The first very high-level consideration is where would you like to sit on the CAP tradeoffs? Consistency across the entire dataset has some pretty stringent requirements. Availability of the dataset was traditionally thought of as a binary concept: is the DB up or down? But in these consumer internet days, it sometimes makes things a lot more relaxed if you allow yourself to have partial availability in your datasets, e.g. users hashing to ^0.* through ^4.* are down, or users hashing to 5 thru 9 are still OK. The partition tolerance part is where things get downright crazy... I'll try to get into some of those more awesomer and recent tradeoffs shortly and poorly.
CA: Highly consistent and available data has no (network) partition tolerance. Another way to say this is you have a single master which you failover when it dies. This is a very familiar situation for traditional DBAs and people who can afford Oracle :)
AP: Highly available and partition-tolerant systems have high consistency costs. A typical setup here is offline processing: you have a place that accepts new writes, but nobody can read them until you copy out the data to all servers. That is strictly all servers, not "each server."

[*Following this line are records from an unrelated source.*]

#[cfg(test)]
mod test {
    use super::*;
    use crate::{
        cache::FailureKind,
        config::plugin_descriptor::test::write_script,
        sandbox::{self, ExecutionResult, Sandbox, SandboxLimits},
    };
    use crossbar_protocol::Status;
    use futures::future::{BoxFuture, FutureExt};
    use pretty_assertions::assert_eq;
    use std::sync::atomic::{AtomicUsize, Ordering};

    /// Pretends to run plugins, taking a fixed amount of (simulated) time per run.
    #[derive(Clone, Default)]
    struct FakeRunner {
        run_time: Duration,
        active: Arc<AtomicUsize>,
        max_active: Arc<AtomicUsize>,
        starts: Arc<Mutex<Vec<(PluginId, Instant)>>>,
    }

    impl FakeRunner {
        fn taking(run_time: Duration) -> Self {
            FakeRunner { run_time, ..Default::default() }
        }

        fn starts_of(&self, id: &str) -> usize {
            self.starts.lock().unwrap().iter().filter(|(plugin, _)| plugin.as_str() == id).count()
        }
    }

    impl PluginRunner for FakeRunner {
        fn run(&self, descriptor: Arc<PluginDescriptor>) -> BoxFuture<'static, ExecutionResult> {
            let this = self.clone();
            async move {
                this.starts.lock().unwrap().push((descriptor.id.clone(), Instant::now()));
                let active = this.active.fetch_add(1, Ordering::SeqCst) + 1;
                this.max_active.fetch_max(active, Ordering::SeqCst);
                let _active = ActiveGuard(this.active.clone());
                tokio::time::sleep(this.run_time).await;
                ExecutionResult {
                    plugin: descriptor.id.clone(),
                    exit_code: 0,
                    stdout: format!("{} | color=green", descriptor.name).into_bytes(),
                    stderr: Vec::new(),
                    stdout_truncated: false,
                    stderr_truncated: false,
                    duration: this.run_time,
                    timestamp: chrono::Utc::now(),
                    timed_out: false,
                }
            }
            .boxed()
        }
    }

    /// Marks a fake run as finished, even when it gets cancelled.
    struct ActiveGuard(Arc<AtomicUsize>);

    impl Drop for ActiveGuard {
        fn drop(&mut self) {
            self.0.fetch_sub(1, Ordering::SeqCst);
        }
    }

    fn descriptor(id: &str, interval: Duration) -> Arc<PluginDescriptor> {
        let path = std::path::PathBuf::from("/plugins").join(id);
        Arc::new(PluginDescriptor {
            id: PluginId::from(id),
            name: id.split('.').next().unwrap().to_string(),
            interval,
            working_dir: path.parent().unwrap().to_path_buf(),
            path,
            timeout: Duration::from_secs(10),
            env: Default::default(),
        })
    }

    fn scheduler(runner: impl PluginRunner + 'static, options: SchedulerOptions) -> (Scheduler, ResultCache, mpsc::UnboundedReceiver<DaemonCommand>) {
        let cache = ResultCache::new();
        let (evt_send, evt_recv) = mpsc::unbounded_channel();
        (Scheduler::new(Arc::new(runner), cache.clone(), evt_send, options), cache, evt_recv)
    }

    #[tokio::test(start_paused = true)]
    async fn test_plugins_run_on_their_own_intervals() {
        let runner = FakeRunner::taking(Duration::ZERO);
        let (mut scheduler, cache, _evt_recv) = scheduler(runner.clone(), SchedulerOptions::default());
        scheduler.start(descriptor("clock.1s.sh", Duration::from_secs(1)));
        scheduler.start(descriptor("weather.5m.sh", Duration::from_secs(300)));

        tokio::time::sleep(Duration::from_millis(5500)).await;
        assert_eq!(5, runner.starts_of("clock.1s.sh"));
        assert_eq!(0, runner.starts_of("weather.5m.sh"));
        assert_eq!("clock", cache.get(&PluginId::from("clock.1s.sh")).unwrap().model.unwrap().title.text);
        assert!(cache.get(&PluginId::from("weather.5m.sh")).unwrap().is_pending());
    }

    #[tokio::test(start_paused = true)]
    async fn test_run_on_start() {
        let runner = FakeRunner::taking(Duration::ZERO);
        let options = SchedulerOptions { run_on_start: true, ..Default::default() };
        let (mut scheduler, _cache, _evt_recv) = scheduler(runner.clone(), options);
        scheduler.start(descriptor("weather.5m.sh", Duration::from_secs(300)));

        tokio::time::sleep(Duration::from_millis(500)).await;
        assert_eq!(1, runner.starts_of("weather.5m.sh"));
    }

    #[tokio::test(start_paused = true)]
    async fn test_ticks_during_a_run_are_dropped() {
        let runner = FakeRunner::taking(Duration::from_millis(2500));
        let (mut scheduler, _cache, _evt_recv) = scheduler(runner.clone(), SchedulerOptions::default());
        let start = Instant::now();
        scheduler.start(descriptor("slow.1s.sh", Duration::from_secs(1)));

        tokio::time::sleep(Duration::from_millis(10500)).await;
        let starts: Vec<Duration> = runner.starts.lock().unwrap().iter().map(|(_, at)| *at - start).collect();
        assert_eq!(vec![1, 4, 7, 10], starts.iter().map(|d| d.as_secs()).collect::<Vec<_>>());
        assert_eq!(1, runner.max_active.load(Ordering::SeqCst));

        let entry = scheduler.entry(&PluginId::from("slow.1s.sh")).unwrap();
        assert!(entry.running);
        assert_eq!(3, entry.runs);
        assert_eq!(6, entry.dropped_ticks);
    }

    #[tokio::test(start_paused = true)]
    async fn test_tick_at_the_end_of_a_run_is_kept() {
        let runner = FakeRunner::taking(Duration::from_secs(3));
        let (mut scheduler, _cache, _evt_recv) = scheduler(runner.clone(), SchedulerOptions::default());
        let start = Instant::now();
        scheduler.start(descriptor("slow.1s.sh", Duration::from_secs(1)));

        tokio::time::sleep(Duration::from_millis(8500)).await;
        let starts: Vec<u64> = runner.starts.lock().unwrap().iter().map(|(_, at)| (*at - start).as_secs()).collect();
        assert_eq!(vec![1, 4, 7], starts);

        let entry = scheduler.entry(&PluginId::from("slow.1s.sh")).unwrap();
        assert_eq!(2, entry.runs);
        assert_eq!(4, entry.dropped_ticks);
    }

    #[tokio::test(start_paused = true)]
    async fn test_refresh_never_overlaps() {
        let runner = FakeRunner::taking(Duration::from_secs(2));
        let (mut scheduler, _cache, _evt_recv) = scheduler(runner.clone(), SchedulerOptions::default());
        let id = PluginId::from("slow.10s.sh");
        scheduler.start(descriptor("slow.10s.sh", Duration::from_secs(10)));

        assert_eq!(RefreshOutcome::Triggered, scheduler.refresh(&id));
        tokio::time::sleep(Duration::from_millis(100)).await;
        assert!(scheduler.entry(&id).unwrap().running);
        for _ in 0..5 {
            assert_eq!(RefreshOutcome::AlreadyRunning, scheduler.refresh(&id));
            tokio::time::sleep(Duration::from_millis(200)).await;
        }

        tokio::time::sleep(Duration::from_secs(2)).await;
        assert_eq!(RefreshOutcome::Triggered, scheduler.refresh(&id));
        tokio::time::sleep(Duration::from_secs(3)).await;

        assert_eq!(2, runner.starts_of("slow.10s.sh"));
        assert_eq!(1, runner.max_active.load(Ordering::SeqCst));
        assert_eq!(RefreshOutcome::Unknown, scheduler.refresh(&PluginId::from("missing.1s.sh")));
    }

    #[tokio::test(start_paused = true)]
    async fn test_start_is_idempotent_and_stop_cancels() {
        let runner = FakeRunner::taking(Duration::from_secs(5));
        let (mut scheduler, _cache, _evt_recv) = scheduler(runner.clone(), SchedulerOptions::default());
        let id = PluginId::from("twice.1s.sh");
        scheduler.start(descriptor("twice.1s.sh", Duration::from_secs(1)));
        scheduler.start(descriptor("twice.1s.sh", Duration::from_secs(1)));

        tokio::time::sleep(Duration::from_millis(1500)).await;
        assert_eq!(1, runner.starts_of("twice.1s.sh"));
        assert_eq!(1, runner.active.load(Ordering::SeqCst));

        assert!(scheduler.stop(&id));
        assert!(!scheduler.stop(&id));
        tokio::time::sleep(Duration::from_secs(10)).await;
        assert_eq!(0, runner.active.load(Ordering::SeqCst));
        assert_eq!(1, runner.starts_of("twice.1s.sh"));
        assert!(scheduler.entries().is_empty());
    }

    #[tokio::test(start_paused = true)]
    async fn test_completed_runs_notify_the_app() {
        let runner = FakeRunner::taking(Duration::from_millis(10));
        let (mut scheduler, _cache, mut evt_recv) = scheduler(runner, SchedulerOptions::default());
        scheduler.start(descriptor("clock.1s.sh", Duration::from_secs(1)));

        tokio::time::sleep(Duration::from_millis(2500)).await;
        let mut updated = Vec::new();
        while let Ok(DaemonCommand::PluginUpdated(id)) = evt_recv.try_recv() {
            updated.push(id);
        }
        assert_eq!(vec![PluginId::from("clock.1s.sh"), PluginId::from("clock.1s.sh")], updated);
    }

    #[tokio::test(start_paused = true)]
    async fn test_next_fire_time() {
        let (mut scheduler, _cache, _evt_recv) = scheduler(FakeRunner::taking(Duration::ZERO), SchedulerOptions::default());
        let start = Instant::now();
        scheduler.start(descriptor("clock.2s.sh", Duration::from_secs(2)));
        assert_eq!(start + Duration::from_secs(2), scheduler.entries()[0].next_fire_time);

        tokio::time::sleep(Duration::from_millis(4500)).await;
        let entry = &scheduler.entries()[0];
        assert_eq!(start + Duration::from_secs(6), entry.next_fire_time);
        assert_eq!(2, entry.runs);
        assert_eq!(Some(RunOutcome::Success), entry.last_outcome);
    }

    #[tokio::test]
    async fn test_timed_out_plugin_is_killed_and_marked_failed() {
        let dir = tempfile::tempdir().unwrap();
        let path = write_script(dir.path(), "hang.1s.sh", "echo started\nsleep 30");
        let mut descriptor = sandbox::test::descriptor(&path, Duration::from_millis(300));
        descriptor.interval = Duration::from_secs(60);
        let id = descriptor.id.clone();

        let options = SchedulerOptions { run_on_start: true, partial_output: PartialOutputPolicy::Keep };
        let (mut scheduler, cache, mut evt_recv) = scheduler(Sandbox::new(SandboxLimits { max_output_bytes: 1024 }), options);
        scheduler.start(Arc::new(descriptor));

        let update = tokio::time::timeout(Duration::from_secs(5), evt_recv.recv()).await.unwrap();
        assert!(matches!(update, Some(DaemonCommand::PluginUpdated(updated)) if updated == id));
        let entry = cache.get(&id).unwrap();
        assert_eq!(Status::Failed, entry.status);
        assert_eq!(FailureKind::Timeout, entry.failure.unwrap().kind);
        assert_eq!(None, entry.model);
        assert_eq!(Some(RunOutcome::Failed), scheduler.entry(&id).unwrap().last_outcome);
    }
}
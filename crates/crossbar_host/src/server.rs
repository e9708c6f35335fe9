use crate::{
    app::{self, DaemonCommand},
    application_lifecycle::{self, ExitReason},
    config::HostConfig,
    daemon_response, error_handling_ctx, ipc_server,
    paths::CrossbarPaths,
    sandbox::Sandbox,
};
use anyhow::{Context, Result};
use std::{
    os::unix::{fs::PermissionsExt, io::AsRawFd},
    path::{Path, PathBuf},
    sync::Arc,
    time::Duration,
};
use tokio::sync::mpsc::*;

/// Only one reload is triggered per this period, no matter how many files change.
const RELOAD_DEBOUNCE: Duration = Duration::from_millis(500);

pub fn initialize_server(paths: CrossbarPaths, action: Option<DaemonCommand>, should_daemonize: bool) -> Result<ForkResult> {
    std::env::set_current_dir(paths.get_config_dir())
        .with_context(|| format!("Failed to change working directory to {}", paths.get_config_dir().display()))?;

    log::info!("Loading paths: {}", &paths);

    let config = match HostConfig::read_from_file(paths.get_config_file()) {
        Ok(config) => config,
        Err(err) => {
            error_handling_ctx::print_error(err.into());
            HostConfig::default()
        }
    };

    if should_daemonize {
        let fork_result = do_detach(paths.get_log_file())?;

        if fork_result == ForkResult::Parent {
            return Ok(ForkResult::Parent);
        }
    }

    println!(
        r#"
┏━━━━━━━━━━━━━━━━━━━━━━━━━━━━━┓
┃Initializing crossbar daemon ┃
┗━━━━━━━━━━━━━━━━━━━━━━━━━━━━━┛
    "#
    );

    simple_signal::set_handler(&[simple_signal::Signal::Int, simple_signal::Signal::Term], move |_| {
        log::info!("Shutting down crossbar daemon...");
        if let Err(e) = application_lifecycle::send_exit(ExitReason::Signal) {
            log::error!("Failed to send application shutdown event to workers: {:?}", e);
            std::process::exit(1);
        }
    });

    let rt = tokio::runtime::Builder::new_multi_thread()
        .thread_name("crossbar-host")
        .enable_all()
        .build()
        .context("Failed to initialize tokio runtime")?;
    rt.block_on(run_daemon(paths, config, action))?;
    log::info!("main application loop finished");

    Ok(ForkResult::Child)
}

async fn run_daemon(paths: CrossbarPaths, config: HostConfig, action: Option<DaemonCommand>) -> Result<()> {
    let (ui_send, mut ui_recv) = unbounded_channel();

    let runner = Arc::new(Sandbox::new(app::sandbox_limits(&config)));
    let mut app = app::App::new(config, paths, runner, ui_send.clone());

    log::debug!("Loading plugins");
    app.load_plugins()?;

    // initialize all the handlers and tasks running asyncronously
    init_async_part(app.paths.clone(), app.paths.get_plugin_dir(&app.config.plugin_dir), ui_send);

    // if an action was given to the daemon initially, execute it first.
    if let Some(action) = action {
        app.handle_command(action);
    }

    while !app.is_exiting() {
        match ui_recv.recv().await {
            Some(event) => app.handle_command(event),
            None => break,
        }
    }

    // stops the IPC server and the file watcher, unless they are already gone because of a signal
    let _ = application_lifecycle::send_exit(ExitReason::KillCommand);
    let _ = std::fs::remove_file(app.paths.get_ipc_socket_file());
    Ok(())
}

fn init_async_part(paths: CrossbarPaths, plugin_dir: PathBuf, ui_send: UnboundedSender<DaemonCommand>) {
    {
        let ui_send = ui_send.clone();
        let config_file = paths.get_config_file();
        tokio::spawn(async move {
            let result = run_filewatch(config_file, plugin_dir, ui_send).await;
            crate::print_result_err!("while watching the plugin directory", result);
        });
    }

    {
        let ui_send = ui_send.clone();
        let socket_file = paths.get_ipc_socket_file().to_path_buf();
        tokio::spawn(async move {
            let result = ipc_server::run_server(ui_send, socket_file).await;
            crate::print_result_err!("in the IPC server", result);
        });
    }

    tokio::spawn(async move {
        // a signal has to reach the app as well, so it stops its plugins
        if let Ok(ExitReason::Signal) = application_lifecycle::recv_exit().await {
            log::debug!("Forwarding signal to the app");
            let _ = ui_send.send(DaemonCommand::KillServer);
        }
    });
}

/// Whether a changed path should cause the plugin set to be reloaded.
/// Plugins live in the plugin directory or one level below it. Files that plugins keep their own state in
/// are not executable, and are ignored so a plugin run never triggers a reload.
fn is_relevant_change(path: &Path, config_file: &Path, plugin_dir: &Path) -> bool {
    if path == config_file {
        return true;
    }
    let hidden = path.file_name().map_or(true, |name| name.to_string_lossy().starts_with('.'));
    let parent = path.parent();
    let in_plugin_dir = parent == Some(plugin_dir) || parent.and_then(Path::parent) == Some(plugin_dir);
    let could_be_plugin = match std::fs::metadata(path) {
        Ok(metadata) => metadata.is_dir() || metadata.permissions().mode() & 0o111 != 0,
        // removed
        Err(_) => true,
    };
    !hidden && in_plugin_dir && could_be_plugin
}

/// Watch the plugin directory and the configuration file, sending reload events to the app when they change.
async fn run_filewatch(config_file: PathBuf, plugin_dir: PathBuf, evt_send: UnboundedSender<DaemonCommand>) -> Result<()> {
    use notify::{EventKind, RecommendedWatcher, RecursiveMode, Watcher};

    let (tx, mut rx) = unbounded_channel();
    let watched_plugin_dir = plugin_dir.clone();
    let watched_config_file = config_file.clone();
    let mut watcher: RecommendedWatcher = notify::recommended_watcher(move |res: notify::Result<notify::Event>| match res {
        Ok(notify::Event { kind: EventKind::Create(_) | EventKind::Modify(_) | EventKind::Remove(_), paths, .. }) => {
            if paths.iter().any(|path| is_relevant_change(path, &watched_config_file, &watched_plugin_dir)) {
                if let Err(err) = tx.send(()) {
                    log::warn!("Error forwarding file update event: {:?}", err);
                }
            }
        }
        Ok(_) => {}
        Err(e) => log::error!("Encountered Error While Watching Files: {}", e),
    })?;
    watcher.watch(&plugin_dir, RecursiveMode::Recursive)?;
    if let Some(config_dir) = config_file.parent() {
        watcher.watch(config_dir, RecursiveMode::NonRecursive)?;
    }

    crate::loop_select_exiting! {
        Some(()) = rx.recv() => {
            // give editors and package managers a moment to finish writing, then fold everything that changed meanwhile into one reload
            tokio::time::sleep(RELOAD_DEBOUNCE).await;
            while rx.try_recv().is_ok() {}

            let (daemon_resp_sender, mut daemon_resp_response) = daemon_response::create_pair();
            evt_send.send(DaemonCommand::ReloadPlugins(daemon_resp_sender))?;
            tokio::spawn(async move {
                match daemon_resp_response.recv().await {
                    Some(daemon_response::DaemonResponse::Success(msg)) => log::info!("Reloaded plugins: {}", msg),
                    Some(daemon_response::DaemonResponse::Failure(e)) => eprintln!("{}", e),
                    None => log::error!("No response to plugin reload request"),
                }
            });
        },
        else => break
    };
    Ok(())
}

#[derive(Clone, Debug, Eq, PartialEq)]
pub enum ForkResult {
    Parent,
    Child,
}

/// detach the process from the terminal, also redirecting stdout and stderr to LOG_FILE
fn do_detach(log_file_path: impl AsRef<Path>) -> Result<ForkResult> {
    let log_file_path = log_file_path.as_ref();
    // detach from terminal
    match unsafe { nix::unistd::fork()? } {
        nix::unistd::ForkResult::Child => {
            nix::unistd::setsid()?;
            match unsafe { nix::unistd::fork()? } {
                nix::unistd::ForkResult::Parent { .. } => std::process::exit(0),
                nix::unistd::ForkResult::Child => {}
            }
        }
        nix::unistd::ForkResult::Parent { .. } => {
            return Ok(ForkResult::Parent);
        }
    }

    let file = std::fs::OpenOptions::new()
        .create(true)
        .append(true)
        .open(log_file_path)
        .with_context(|| format!("Error opening log file ({}) for writing", log_file_path.display()))?;
    let fd = file.as_raw_fd();

    if nix::unistd::isatty(1)? {
        nix::unistd::dup2(fd, std::io::stdout().as_raw_fd())?;
    }
    if nix::unistd::isatty(2)? {
        nix::unistd::dup2(fd, std::io::stderr().as_raw_fd())?;
    }

    Ok(ForkResult::Child)
}

#[cfg(test)]
mod test {
    use super::*;
    use crate::config::plugin_descriptor::test::write_script;

    #[test]
    fn test_relevant_changes() {
        let dir = tempfile::tempdir().unwrap();
        let config_file = dir.path().join("crossbar.json");
        let plugin_dir = dir.path().join("plugins");
        std::fs::create_dir_all(plugin_dir.join("clock")).unwrap();
        let top_level = write_script(&plugin_dir, "cpu.10s.sh", "echo cpu");
        let nested = write_script(&plugin_dir.join("clock"), "clock.1s.sh", "date");
        std::fs::write(plugin_dir.join("clock").join("state.json"), "{}").unwrap();
        std::fs::create_dir_all(plugin_dir.join("clock").join("lib")).unwrap();
        let too_deep = write_script(&plugin_dir.join("clock").join("lib"), "helper.sh", "true");

        assert!(is_relevant_change(&config_file, &config_file, &plugin_dir));
        assert!(is_relevant_change(&top_level, &config_file, &plugin_dir));
        assert!(is_relevant_change(&nested, &config_file, &plugin_dir));
        assert!(is_relevant_change(&plugin_dir.join("clock"), &config_file, &plugin_dir));
        assert!(is_relevant_change(&plugin_dir.join("removed.1m.sh"), &config_file, &plugin_dir));

        assert!(!is_relevant_change(&plugin_dir.join("clock").join("state.json"), &config_file, &plugin_dir));
        assert!(!is_relevant_change(&plugin_dir.join(".cpu.10s.sh.swp"), &config_file, &plugin_dir));
        assert!(!is_relevant_change(&dir.path().join("widget.json.tmp"), &config_file, &plugin_dir));
        assert!(!is_relevant_change(&too_deep, &config_file, &plugin_dir));
    }
}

CP: Highly consistent and partition-tolerant systems have low availability, per their trade-off. An example here is actually zookeeper :) If you tried to use zookeeper as a general purpose datastore, you will notice very low "availability." As in your write latencies can approach infinity, which is indistinguishable from the service being down.
People usually end up picking something in-between these 3 wonky states.
Extremely broadly, "sharding" is the process of dividing your dataset into smaller pieces (shards) each potentially available on a different computer. It's a way to compromize some consistency for partition tolerance. You get the additional benefit of giving you availabilities between "yes" and "no." The typical way to start sharding is to take an incoming piece of data from the system's input (a username, e.g.) and run it through a hashing function and designating ranges in the hashing function output to be served by different shards.
One of the biggest under-stated assumptions of sharding is that the key of data you are hashing on is an equally-valued range. If, for example, your company is a ticket-sales company, you probably see each individual ticket sold as roughly as unimportant as the next. A terrible key to shard on would be the event the tickets are for. Why would the ticket be good and the event be bad? In a shard failure event (partition or availability gone), you will lose acess to a specific percentage of your keys. If you keyed on event and the Superbowl happened to be one of those keys, you are going to lose a LOT of money. If you keyed on ticket, you will lose access to a specific percentage of tickets for all events, but you will retain access to many tickets for the Superbowl! The take-away here is to over-shard so that your unit of failure is small and to shard on equal business value data.
So now that you know what you wish you could shard on, look back to the product and try to find what I call a natrually ocurring key that's close to it. An example is you want to shard on user_id which is an integer you create, but users keep entering their username! The fix is to hash on the username (which you receive in the POST) to make lookups O(1) instead of O(your user_id lookup stack) as the userbase grows.